Saved data entries
#####
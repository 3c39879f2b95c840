pub mod admin;
pub mod analysis;
pub mod error;
pub mod health;
pub mod metrics;

use std::sync::Arc;

use axum::routing::{get, post};
use axum::Router;
use metrics_exporter_prometheus::PrometheusHandle;
use tower_http::compression::CompressionLayer;
use tower_http::cors::CorsLayer;
use tower_http::limit::RequestBodyLimitLayer;
use tower_http::trace::TraceLayer;

use crate::app_state::AppState;

/// Request bodies only carry a URL and a short note.
const MAX_BODY_BYTES: usize = 64 * 1024;

/// Build the HTTP router with all API routes and middleware.
pub fn router(state: AppState, prometheus_handle: Arc<PrometheusHandle>) -> Router {
    Router::new()
        .route("/health", get(health::health_check))
        .route("/v1/skin-analysis", post(analysis::submit_analysis))
        .route(
            "/v1/skin-analysis/status/{job_id}",
            get(analysis::get_job_status),
        )
        .route(
            "/v1/skin-analysis/result/{job_id}",
            get(analysis::get_job_result),
        )
        .route("/v1/admin/cleanup", post(admin::cleanup_jobs))
        .with_state(state)
        // Prometheus metrics endpoint (separate state)
        .route(
            "/metrics",
            get(metrics::prometheus_metrics).with_state(prometheus_handle),
        )
        .layer(TraceLayer::new_for_http())
        .layer(CompressionLayer::new())
        .layer(CorsLayer::permissive())
        .layer(RequestBodyLimitLayer::new(MAX_BODY_BYTES))
}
#####
Work to complete: Only the number of lines in the data that hold "CompressionLayer" should be stated.

Problem solution: 2